125 Years Ago with Saint Therese of Lisieux:
Therese’s Liberating Encounter with Father Alexis Prou



 

 

 

 

 

 

 

 

 

St. Therese as a novice in January 1889; Father Alexis Prou.  Photo of St. Therese courtesy of the Web site of the Archives of the Carmel of Lisieux; photo of Fr. Prou courtesy of the Archives provinciales des Franciscains de France-Belgique (APFB)

A hundred and twenty-five years ago this month, St. Therese experienced a watershed moment in her personal development when, in October 1891, Franciscan Father Alexis Prou came to her Carmelite monastery to preach the annual community retreat.  In her memoir, Story of a Soul, she describes the great grace she received when he heard her confession.  That passage is quite famous.  Less well known is what happened in the days immediately afterward.  In honor of this anniversary, I will explore the context of this liberating encounter, its effects, and the surprising sequel, including “reported words” of Therese that, I believe, appear in English here for the first time.  This article is being published in seven parts.

Part 1 of 7– Retreats at Carmel during Therese’s lifetime


Private retreats at Carmel
 

In Therese’s time, each Carmelite made a private retreat to prepare for her reception of the habit and later to prepare for the profession of her vows.  Each nun usually made two annual retreats: a private retreat lasting ten days, near the anniversary of her profession, and a retreat with the community, lasting about a week, to prepare for the feast of St. Teresa of Avila, the reformer of Carmel, on October 15.  Since Therese had made her vows on September 8, 1890, she usually made her private retreat in September.  It was during her private retreat in September 1896 that she wrote the beautiful manuscript in which she says “my vocation is Love!” 

The letter of Sister Marie of the Eucharist (Therese’s cousin Marie Guerin) to her parents on March 13, 1897, as she was about to start a private retreat for her Profession, gives an idea:

At ½ past 7 tomorrow evening I’m going to enter into deep solitude.  I will be with Jesus all alone until the fine day of my Profession. Oh! Pray hard for me during these days of retreat, so that I might be attentive to the voice of the One who will soon become my Divine Spouse. Ask Him for his graces [lv°] and understanding, and may the fine day of my Profession be the starting point for a thorough conversion, a very deep generosity and humility, and above all, a love for God that recoils before no sacrifice. You know how hard your poor little daughter will pray for you, and her requests are great and immense, as is the love she has for you.[i]

To this letter the Archives of the Carmel of Lisieux adds a note about the customs of the private retreat: 

At the time, entering into retreat had its required customs.
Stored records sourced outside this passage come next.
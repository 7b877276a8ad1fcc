//! `Config`: the single value built once from CLI args and passed by
//! reference into `Player::new`. Replaces the original's module-globals for
//! `AdlBank`/`NumFourOps`/`NumCards` per `spec.md` §9's Design Notes.

use clap::Parser;

use crate::banks::{BankData, NUM_BANKS};
use crate::error::MidiPlayError;

/// `midiplay <midifile> [bank] [numcards] [numfourops] [--ui] [--list-banks]`
#[derive(Parser, Debug)]
#[command(name = "midiplay", about = "OPL3 FM-synthesis MIDI file player")]
struct Cli {
    /// Path to the .mid file to play. If omitted, prints the bundled bank
    /// names and exits.
    midifile: Option<String>,

    /// Bank index, 0..47.
    #[arg(default_value_t = 0)]
    bank: u32,

    /// Number of emulated OPL3 chips.
    #[arg(default_value_t = 1)]
    numcards: u32,

    /// Number of four-op channels across all cards. Omit to use the
    /// bank-derived heuristic.
    numfourops: Option<u32>,

    /// Enable the ANSI terminal note visualization.
    #[arg(long)]
    ui: bool,

    /// Print the bundled bank names and exit, even if midifile is given.
    #[arg(long = "list-banks")]
    list_banks: bool,
}

#[derive(Debug, Clone)]
pub struct Config {
    pub midifile: Option<String>,
    pub bank: u32,
    pub numcards: u32,
    pub numfourops: u32,
    pub ui: bool,
    pub list_banks: bool,
}

impl Config {
    /// Parses CLI args and validates them against the already-loaded bank
    /// tables (shared with `Player`, not reloaded here).
    pub fn from_args(bank_data: &BankData) -> Result<Self, MidiPlayError> {
        let cli = Cli::parse();
        Self::from_cli(cli, bank_data)
    }

    fn from_cli(cli: Cli, bank_data: &BankData) -> Result<Self, MidiPlayError> {
        if cli.bank as usize >= NUM_BANKS {
            return Err(MidiPlayError::BankOutOfRange {
                bank: cli.bank,
                max: NUM_BANKS as u32 - 1,
            });
        }
        if cli.numcards == 0 || cli.numcards > 100 {
            return Err(MidiPlayError::NumCardsOutOfRange {
                numcards: cli.numcards,
            });
        }
        let max_fourops = 6 * cli.numcards;
        let numfourops = match cli.numfourops {
            Some(n) => {
                if n > max_fourops {
                    return Err(MidiPlayError::NumFourOpsOutOfRange {
                        numfourops: n,
                        max: max_fourops,
                    });
                }
                n
            }
            None => heuristic_fourops(bank_data, cli.bank as usize, max_fourops),
        };

        if numfourops == 0 && bank_is_almost_all_four_op(bank_data, cli.bank as usize) {
            return Err(MidiPlayError::BankNeedsFourOps { bank: cli.bank });
        }

        Ok(Config {
            midifile: cli.midifile,
            bank: cli.bank,
            numcards: cli.numcards,
            numfourops,
            ui: cli.ui,
            list_banks: cli.list_banks,
        })
    }
}

/// Counts how many of the bank's 128 melodic program slots resolve to a
/// four-op instrument (`adlno1 != adlno2`) and scales that into a channel
/// budget capped at `max_fourops`.
fn heuristic_fourops(bank_data: &BankData, bank: usize, max_fourops: u32) -> u32 {
    let table = &bank_data.banks[bank.min(NUM_BANKS - 1)];
    let four_op_programs = (0..128)
        .filter(|&midiins| {
            let ins = bank_data.instrument(table[midiins]);
            ins.adlno1 != ins.adlno2
        })
        .count();
    (four_op_programs as u32).min(max_fourops)
}

/// True when nearly every melodic program in the bank is four-op, so
/// running with `numfourops == 0` would silence almost the whole bank.
fn bank_is_almost_all_four_op(bank_data: &BankData, bank: usize) -> bool {
    let table = &bank_data.banks[bank.min(NUM_BANKS - 1)];
    let four_op_count = (0..128)
        .filter(|&midiins| {
            let ins = bank_data.instrument(table[midiins]);
            ins.adlno1 != ins.adlno2
        })
        .count();
    four_op_count >= 112 // >= 7/8 of melodic programs
}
Toward the end of the evening recreation, before Compline [night prayer] (7:40 pm), the retreatant would roll down her sleeves, and come to kneel before the prioress, who would recommend her to the community’s prayers. The prioress would then lower the veil over the Sister’s face, as a sign of solitude. For the time of the retreat (10 full days), the retreatant would not speak to anyone except the prioress – or the novice mistress (who was one and the same person in 1897). She would attend all choral offices and meals, and would assume her ordinary duties in part. She was dispensed from recreation. In theory, she would practice two additional hours of meditation, that is to say four hours a day, and have a little more free time than usual.[ii]
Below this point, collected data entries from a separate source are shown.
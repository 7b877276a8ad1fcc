//! Terminal display. `spec.md` names this only by its interface
//! (`IllustrateNote`, `PrintLn`); `NullDisplay` is the default, `AnsiDisplay`
//! implements the 80-column cursor-addressable layout behind `--ui`.

/// Capability set the player needs from a UI implementation.
pub trait Display: Send {
    fn illustrate_note(&mut self, voice: usize, tone: f64, instrument: usize, pressure: i32, bend: f64);
    fn print_line(&mut self, line: &str);
}

/// Default display: drops note visualization, logs status lines instead.
pub struct NullDisplay;

impl Display for NullDisplay {
    fn illustrate_note(&mut self, _voice: usize, _tone: f64, _instrument: usize, _pressure: i32, _bend: f64) {}

    fn print_line(&mut self, line: &str) {
        log::info!("{line}");
    }
}

const MELODIC_PALETTE: [u8; 6] = [31, 32, 33, 34, 35, 36];
const PERCUSSION_PALETTE: [u8; 4] = [90, 91, 92, 93];
const COLUMNS: usize = 80;

/// ANSI cursor-addressable visualization: one row per voice, 80 columns,
/// plus a scrolling status line above. Colors round-robin per instrument,
/// split by bit 7 of `midiins` (melodic vs percussion).
pub struct AnsiDisplay {
    num_rows: usize,
}

impl AnsiDisplay {
    pub fn new(num_voices: usize) -> Self {
        print!("\x1b[2J\x1b[H");
        AnsiDisplay { num_rows: num_voices }
    }

    fn color_for(instrument: usize) -> u8 {
        if instrument & 0x80 != 0 {
            PERCUSSION_PALETTE[instrument % PERCUSSION_PALETTE.len()]
        } else {
            MELODIC_PALETTE[instrument % MELODIC_PALETTE.len()]
        }
    }
}

impl Display for AnsiDisplay {
    fn illustrate_note(&mut self, voice: usize, tone: f64, instrument: usize, pressure: i32, bend: f64) {
        if voice >= self.num_rows {
            return;
        }
        let row = 2 + voice;
        let col = ((tone + bend) as usize).min(COLUMNS.saturating_sub(1)) + 1;
        let color = Self::color_for(instrument);
        let glyph = if pressure > 0 { '#' } else { '.' };
        print!("\x1b[{row};{col}H\x1b[{color}m{glyph}\x1b[0m");
    }

    fn print_line(&mut self, line: &str) {
        print!("\x1b[1;1H\x1b[K{line}");
    }
}
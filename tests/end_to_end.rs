//! Drives the literal end-to-end scenarios from `spec.md` §8 against
//! in-memory SMF byte arrays, using `RecordingChip` so assertions can
//! inspect voice/channel state without real audio.

mod common;

use std::sync::Arc;

use midiplay::banks::BankData;
use midiplay::midi::channel::MidiChannel;
use midiplay::midi::scheduler::Scheduler;
use midiplay::opl::{Opl3Driver, RecordingChip, VoiceState};

const PPQ: u16 = 480;
const STEP: f64 = 0.01;

struct Harness {
    scheduler: Scheduler,
    driver: Opl3Driver<RecordingChip>,
    channels: Vec<MidiChannel>,
    bank: Arc<BankData>,
}

impl Harness {
    fn new(bytes: &[u8]) -> Self {
        let bank = Arc::new(BankData::load());
        let scheduler = Scheduler::load("t.mid", bytes).unwrap();
        let chips = vec![RecordingChip::new()];
        let mut driver = Opl3Driver::new(chips, bank.clone(), 1);
        driver.reset(48_000);
        let channels = (0..16).map(|_| MidiChannel::new()).collect();
        Harness {
            scheduler,
            driver,
            channels,
            bank,
        }
    }

    fn advance(&mut self, seconds: f64) {
        let mut remaining = seconds;
        while remaining > 0.0 {
            self.scheduler
                .tick(&mut self.driver, &mut self.channels, &self.bank, 0, STEP, STEP);
            remaining -= STEP;
        }
    }
}

#[test]
fn single_note_playback() {
    let mut body = Vec::new();
    common::push_event(&mut body, 0, &[0x90, 0x3C, 0x64]); // note on C4 vel 100
    common::push_event(&mut body, 480, &[0x80, 0x3C, 0x00]); // note off 0.5s later
    common::end_of_track(&mut body, 0);
    let bytes = common::build_smf(1, PPQ, &[body]);

    let mut h = Harness::new(&bytes);
    h.advance(0.05);
    assert!(h.channels[0].active_notes.contains_key(&0x3C));
    let voice = h.channels[0].active_notes[&0x3C].voice_primary.unwrap();
    assert_eq!(h.driver.voice(voice).state, VoiceState::On);

    h.advance(0.6);
    assert!(!h.channels[0].active_notes.contains_key(&0x3C));
    assert_eq!(h.driver.voice(voice).state, VoiceState::Off);
    assert_eq!(h.driver.voice(voice).age_ms, 0.0);
}

#[test]
fn sustain_hold_defers_note_off() {
    let mut body = Vec::new();
    common::push_event(&mut body, 0, &[0x90, 0x3C, 0x64]);
    common::push_event(&mut body, 120, &[0xB0, 64, 127]); // sustain on at 0.125s
    common::push_event(&mut body, 120, &[0x80, 0x3C, 0x00]); // note off at 0.25s
    common::push_event(&mut body, 360, &[0xB0, 64, 0]); // sustain off at 0.625s
    common::end_of_track(&mut body, 0);
    let bytes = common::build_smf(1, PPQ, &[body]);

    let mut h = Harness::new(&bytes);
    h.advance(0.3);
    let voice = h.channels[0].active_notes[&0x3C].voice_primary.unwrap();
    assert_eq!(h.driver.voice(voice).state, VoiceState::Sustained);

    h.advance(0.8);
    assert_eq!(h.driver.voice(voice).state, VoiceState::Off);
}

#[test]
fn running_status_keys_on_two_notes_without_repeating_status() {
    let mut body = Vec::new();
    common::push_event(&mut body, 0, &[0x90, 0x3C, 0x64]); // note on C4
    common::push_event(&mut body, 0, &[0x3E, 0x64]); // running status: note on E4
    common::push_event(&mut body, 480, &[0x80, 0x3C, 0x00]); // note off C4
    common::push_event(&mut body, 0, &[0x3E, 0x00]); // running status: note off E4
    common::end_of_track(&mut body, 0);
    let bytes = common::build_smf(1, PPQ, &[body]);

    let mut h = Harness::new(&bytes);
    h.advance(0.05);
    assert!(h.channels[0].active_notes.contains_key(&0x3C));
    assert!(h.channels[0].active_notes.contains_key(&0x3E));

    h.advance(0.6);
    assert!(!h.channels[0].active_notes.contains_key(&0x3C));
    assert!(!h.channels[0].active_notes.contains_key(&0x3E));
}

#[test]
fn tempo_change_mid_song_shifts_real_time() {
    let mut body = Vec::new();
    common::push_event(&mut body, 0, &[0xFF, 0x51, 0x03, 0x07, 0xA1, 0x20]); // 500000us/qtr
    common::push_event(&mut body, 480, &[0xFF, 0x51, 0x03, 0x03, 0xD0, 0x90]); // 250000us/qtr
    common::push_event(&mut body, 480, &[0x90, 0x40, 0x64]); // note on at tick 960
    common::end_of_track(&mut body, 0);
    let bytes = common::build_smf(1, PPQ, &[body]);

    let mut h = Harness::new(&bytes);
    // First 480 ticks cost 0.5s (old tempo), next 480 cost 0.25s (new tempo):
    // the note-on should not have fired yet just before t=0.75s.
    h.advance(0.70);
    assert!(!h.channels[0].active_notes.contains_key(&0x40));
    h.advance(0.10);
    assert!(h.channels[0].active_notes.contains_key(&0x40));
}

#[test]
fn loop_markers_restart_playback_at_loop_start() {
    // loopStart .. note on C4 .. note off C4 .. loopEnd, with nothing after
    // loopEnd. Each lap is 1.0s (960 ticks at 500000us/qtr, 480 ticks/qtr).
    // A run long enough to cross loopEnd twice must see C4 fire again on the
    // second lap, proving playback rewound to loopStart instead of stopping.
    let mut body = Vec::new();
    common::push_event(
        &mut body,
        0,
        &[0xFF, 0x06, 0x09, b'l', b'o', b'o', b'p', b'S', b't', b'a', b'r', b't'],
    );
    common::push_event(&mut body, 0, &[0x90, 0x3C, 0x64]);
    common::push_event(&mut body, 480, &[0x80, 0x3C, 0x00]);
    common::push_event(
        &mut body,
        480,
        &[0xFF, 0x06, 0x07, b'l', b'o', b'o', b'p', b'E', b'n', b'd'],
    );
    let bytes = common::build_smf(1, PPQ, &[body]);

    let mut h = Harness::new(&bytes);
    h.advance(0.05);
    assert!(h.channels[0].active_notes.contains_key(&0x3C));

    // Past the first loopEnd and into the second lap's note-on.
    h.advance(1.0);
    assert!(
        h.channels[0].active_notes.contains_key(&0x3C),
        "loopEnd should rewind to loopStart and key C4 on again"
    );
}

#[test]
fn four_op_allocation_pairs_master_and_slave_voice() {
    // Program 16 (organ) is wired to a four-op instrument in the bundled
    // bank (see src/banks.rs's four_op_programs list).
    let mut body = Vec::new();
    common::push_event(&mut body, 0, &[0xC0, 16]); // program change to 16
    common::push_event(&mut body, 0, &[0x90, 0x3C, 0x64]);
    common::end_of_track(&mut body, 480);
    let bytes = common::build_smf(1, PPQ, &[body]);

    let mut h = Harness::new(&bytes);
    h.advance(0.05);
    let active = &h.channels[0].active_notes[&0x3C];
    assert_eq!(active.voice_primary, Some(0));
    assert_eq!(active.voice_secondary, Some(3));
}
Carmelites not on retreat made two hours of mental prayer every day.  The two extra hours a day of private prayer furnished to the retreatant were from 10:00 a.m. to 11:00 a.m. and from 3:00 p.m. to 4:00 p.m., hours that fell during the work periods.  She made this prayer where she liked.  The retreatant was free from part of her usual work assignment, but did some work alone, probably in her cell.[iii]  To further safeguard her solitude, she wore the transparent veil over her face at all times during her retreat.  She could receive permission to communicate by letter with other sisters. Therese’s letters to her sister Pauline, Sister Agnes of Jesus, offer a vivid record of her retreats before her Clothing (January 10, 1889) and her Profession (September 8, 1890).[iv]  Her seminal manuscript about the discovery of her vocation of love, with the letters surrounding it, is a “souvenir” of her private retreat in 1896.[v]  When Therese rejoined the community after one ten-day private retreat, probably in 1891, she chose a chair by the first sister to turn up at recreation and did not even say hello to her sister Pauline.  Mother Genevieve, to whom Pauline might have complained, reprimanded Therese, saying that “this was not understanding true charity.”[vi]  Otherwise, we know little about Therese's annual private retreats.
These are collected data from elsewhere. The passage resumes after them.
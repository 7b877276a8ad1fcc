//! The OPL3 chip emulation itself is out of scope per the specification —
//! it is named only by the interface `Init(rate)`, `WriteReg(addr, val)`,
//! `Generate(buf, nsamples)`. `OplChip` is that interface. `SoftChip` is a
//! small non-cycle-accurate stand-in good enough to drive real audio
//! through the in-scope register-programming logic end to end; it does not
//! attempt to reproduce YMF262 envelope/waveform fidelity. See DESIGN.md.

/// Capability set a physical or emulated OPL3 chip must expose to
/// `OPL3Driver`. `addr` follows OPL3's two-bank addressing: bit 8 (0x100)
/// selects the second register bank.
pub trait OplChip: Send {
    fn init(&mut self, sample_rate: u32);
    fn write_reg(&mut self, addr: u16, value: u8);
    fn generate(&mut self, out: &mut [i16], nsamples: usize);
}

#[derive(Debug, Clone, Copy, Default)]
struct OperatorState {
    phase: f64,
    freq_hz: f64,
    total_level: u8,
    am_vib_egt_ksr_mult: u8,
    attack_decay: u8,
    sustain_release: u8,
    wave_select: u8,
}

#[derive(Debug, Clone, Copy)]
struct ChannelState {
    key_on: bool,
    block: u8,
    fnum: u16,
    feedconn: u8,
    carrier: OperatorState,
    modulator: OperatorState,
    env: f64,
}

impl Default for ChannelState {
    fn default() -> Self {
        ChannelState {
            key_on: false,
            block: 0,
            fnum: 0,
            feedconn: 0,
            carrier: OperatorState::default(),
            modulator: OperatorState::default(),
            env: 0.0,
        }
    }
}

/// Chip-local register base tables, fixed by OPL3 hardware layout.
/// `Channels[c]` addresses the 0xA0/0xB0/0xC0 registers of channel `c`;
/// `Operators[c]` addresses the 0x20/0x60/0x80/0xE0 registers of the
/// channel's operator pair (carrier at `+0`, modulator at `+3`, per
/// `spec.md` §4.1).
pub const CHANNEL_BASE: [u16; 18] = [
    0x000, 0x001, 0x002, 0x003, 0x004, 0x005, 0x006, 0x007, 0x008, 0x100, 0x101, 0x102, 0x103,
    0x104, 0x105, 0x106, 0x107, 0x108,
];

pub const OPERATOR_BASE: [u16; 18] = [
    0x000, 0x001, 0x002, 0x008, 0x009, 0x00A, 0x010, 0x011, 0x012, 0x100, 0x101, 0x102, 0x108,
    0x109, 0x10A, 0x110, 0x111, 0x112,
];

fn channel_for_addr(addr: u16) -> Option<(usize, bool)> {
    // `low`'s upper nibble carries the register family (0xA0/0xB0/0xC0);
    // strip it to leave just the channel offset (0x0..=0x8) before matching
    // against `CHANNEL_BASE`, which stores offsets with no family bits.
    let low = (addr & 0xFF) & 0x0F;
    let bank = addr & 0x100 != 0;
    for (c, &base) in CHANNEL_BASE.iter().enumerate() {
        let base_low = base & 0xFF;
        let base_bank = base & 0x100 != 0;
        if base_bank == bank && low == base_low {
            return Some((c, false));
        }
    }
    None
}

fn operator_for_addr(addr: u16, reg_high: u16) -> Option<(usize, bool)> {
    // `reg_high` is the register family (0x20, 0x60, 0x80, 0xE0); strip it to
    // find which operator-base slot + carrier(+0)/modulator(+3) this is.
    for (c, &base) in OPERATOR_BASE.iter().enumerate() {
        for (slot, is_modulator) in [(0u16, false), (3u16, true)] {
            if addr == base + reg_high + slot {
                return Some((c, is_modulator));
            }
        }
    }
    None
}

/// A small multi-channel FM oscillator bank that implements register
/// semantics closely enough to be audible and testable, without claiming
/// cycle accuracy.
pub struct SoftChip {
    sample_rate: u32,
    channels: [ChannelState; 18],
    new_mode: bool,
    fourop_mask: u8,
    wave_select_enable: bool,
}

impl SoftChip {
    pub fn new() -> Self {
        SoftChip {
            sample_rate: 48_000,
            channels: [ChannelState::default(); 18],
            new_mode: false,
            fourop_mask: 0,
            wave_select_enable: false,
        }
    }

    fn waveform(kind: u8, phase: f64) -> f64 {
        let s = (phase * std::f64::consts::TAU).sin();
        match kind & 0x7 {
            0 => s,
            1 => {
                if s >= 0.0 {
                    s
                } else {
                    0.0
                }
            }
            2 => s.abs(),
            _ => s,
        }
    }

    fn operator_sample(op: &mut OperatorState, modulation: f64, sample_rate: u32) -> f64 {
        let step = op.freq_hz / sample_rate as f64;
        op.phase += step;
        if op.phase >= 1.0 {
            op.phase -= op.phase.floor();
        }
        let raw = Self::waveform(op.wave_select, op.phase + modulation);
        let attenuation_db = (op.total_level & 0x3F) as f64 * 0.75;
        let gain = 10f64.powf(-attenuation_db / 20.0);
        raw * gain
    }

    fn fnum_block_to_hz(fnum: u16, block: u8) -> f64 {
        // Standard OPL fnum/block -> Hz relation for a 49716 Hz reference
        // clock, scaled by the channel's block.
        (fnum as f64) * 49716.0 / 1_048_576.0 * 2f64.powi(block as i32)
    }

    fn envelope_gain(ch: &ChannelState) -> f64 {
        // Crude linear attack/decay/release envelope keyed off the register
        // nibbles, not a faithful OPL envelope generator.
        let attack_rate = (ch.carrier.attack_decay >> 4) & 0xF;
        let release_rate = ch.carrier.sustain_release & 0xF;
        if ch.key_on {
            let attack_time = 0.3 / (1.0 + attack_rate as f64);
            (ch.env / attack_time.max(1e-4)).min(1.0)
        } else {
            let release_time = 0.5 / (1.0 + release_rate as f64);
            (1.0 - ch.env / release_time.max(1e-4)).max(0.0)
        }
    }
}

impl Default for SoftChip {
    fn default() -> Self {
        Self::new()
    }
}

impl OplChip for SoftChip {
    fn init(&mut self, sample_rate: u32) {
        self.sample_rate = sample_rate;
        self.channels = [ChannelState::default(); 18];
    }

    fn write_reg(&mut self, addr: u16, value: u8) {
        let low = addr & 0xFF;
        let bank_bit = if addr & 0x100 != 0 { 0x100 } else { 0 };

        if addr == 0x105 {
            self.new_mode = value & 1 != 0;
            return;
        }
        if addr == 0x104 {
            self.fourop_mask = value;
            return;
        }
        if addr == 0x001 {
            self.wave_select_enable = value & 0x20 != 0;
            return;
        }
        if low == 0xBD && bank_bit == 0 {
            return; // rhythm mode bits; rhythm channels are out of scope
        }

        if let Some(reg_high) = [0x20u16, 0x40, 0x60, 0x80, 0xE0]
            .into_iter()
            .find(|&r| low >= r && low < r + 0x20 && (0x20..=0xF5).contains(&low))
        {
            if let Some((c, is_mod)) = operator_for_addr(addr, reg_high) {
                let op = if is_mod {
                    &mut self.channels[c].modulator
                } else {
                    &mut self.channels[c].carrier
                };
                match reg_high {
                    0x20 => op.am_vib_egt_ksr_mult = value,
                    0x40 => op.total_level = value,
                    0x60 => op.attack_decay = value,
                    0x80 => op.sustain_release = value,
                    0xE0 => op.wave_select = if self.wave_select_enable { value } else { 0 },
                    _ => {}
                }
                return;
            }
        }

        if let Some((c, _)) = channel_for_addr(addr) {
            let family = low & 0xF0;
            let ch = &mut self.channels[c];
            match family {
                0xA0 => {
                    ch.fnum = (ch.fnum & 0x300) | value as u16;
                }
                0xB0 => {
                    let was_on = ch.key_on;
                    ch.key_on = value & 0x20 != 0;
                    ch.block = (value >> 2) & 0x7;
                    ch.fnum = (ch.fnum & 0xFF) | (((value & 0x3) as u16) << 8);
                    if ch.key_on && !was_on {
                        ch.env = 0.0;
                    }
                    let hz = Self::fnum_block_to_hz(ch.fnum, ch.block);
                    ch.carrier.freq_hz = hz;
                    ch.modulator.freq_hz = hz;
                }
                0xC0 => {
                    ch.feedconn = value;
                }
                _ => {}
            }
        }
    }

    fn generate(&mut self, out: &mut [i16], nsamples: usize) {
        let dt = 1.0 / self.sample_rate as f64;
        for frame in out.iter_mut().take(nsamples) {
            let mut sum = 0.0f64;
            for ch in self.channels.iter_mut() {
                if !ch.key_on && ch.env <= 0.0 {
                    continue;
                }
                let feedback = ((ch.feedconn >> 1) & 0x7) as f64 / 7.0;
                let mod_sample =
                    SoftChip::operator_sample(&mut ch.modulator, 0.0, self.sample_rate);
                let carrier_sample = SoftChip::operator_sample(
                    &mut ch.carrier,
                    mod_sample * feedback,
                    self.sample_rate,
                );
                let gain = SoftChip::envelope_gain(ch);
                sum += carrier_sample * gain * 0.2;
                if ch.key_on {
                    ch.env += dt;
                } else {
                    ch.env -= dt;
                    if ch.env <= 0.0 {
                        ch.env = 0.0;
                    }
                }
            }
            *frame = (sum.clamp(-1.0, 1.0) * i16::MAX as f64) as i16;
        }
    }
}

/// Test double that records every register write instead of synthesizing
/// audio, used to assert on the bit-exact register programming `spec.md`
/// §4.1 specifies. Not `#[cfg(test)]`-gated: the `tests/` integration suite
/// needs it too, and it's cheap enough to ship ungated.
pub struct RecordingChip {
    pub writes: Vec<(u16, u8)>,
    pub sample_rate: u32,
}

impl RecordingChip {
    pub fn new() -> Self {
        RecordingChip {
            writes: Vec::new(),
            sample_rate: 0,
        }
    }
}

impl Default for RecordingChip {
    fn default() -> Self {
        Self::new()
    }
}

impl OplChip for RecordingChip {
    fn init(&mut self, sample_rate: u32) {
        self.sample_rate = sample_rate;
    }

    fn write_reg(&mut self, addr: u16, value: u8) {
        self.writes.push((addr, value));
    }

    fn generate(&mut self, out: &mut [i16], nsamples: usize) {
        for frame in out.iter_mut().take(nsamples) {
            *frame = 0;
        }
    }
}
Therese’s Profession retreat would normally have taken place about September 8, but 1891 was the first of three years in which she postponed it to make it coincide with the private retreat of Sister Martha of Jesus, which started a little later.[vii]  Sister Martha, a lay-sister, had done her novitiate with Therese and had made profession on September 23, 1890, two weeks after Therese.  When the two young nuns made their retreat together, Mother Gonzague allowed them one conversation together, during the Community’s midday recreation.  Therese, who preferred solitude, found this a sacrifice.  Therese was already on this shared private retreat around September 10-12, 1891.[viii]  As the Profession retreat lasted ten days, it could have ended as late as September 20th.  Thus, Therese had not much more than a fortnight after her personal retreat if the community retreat began on October 8th, 1891.[ix] 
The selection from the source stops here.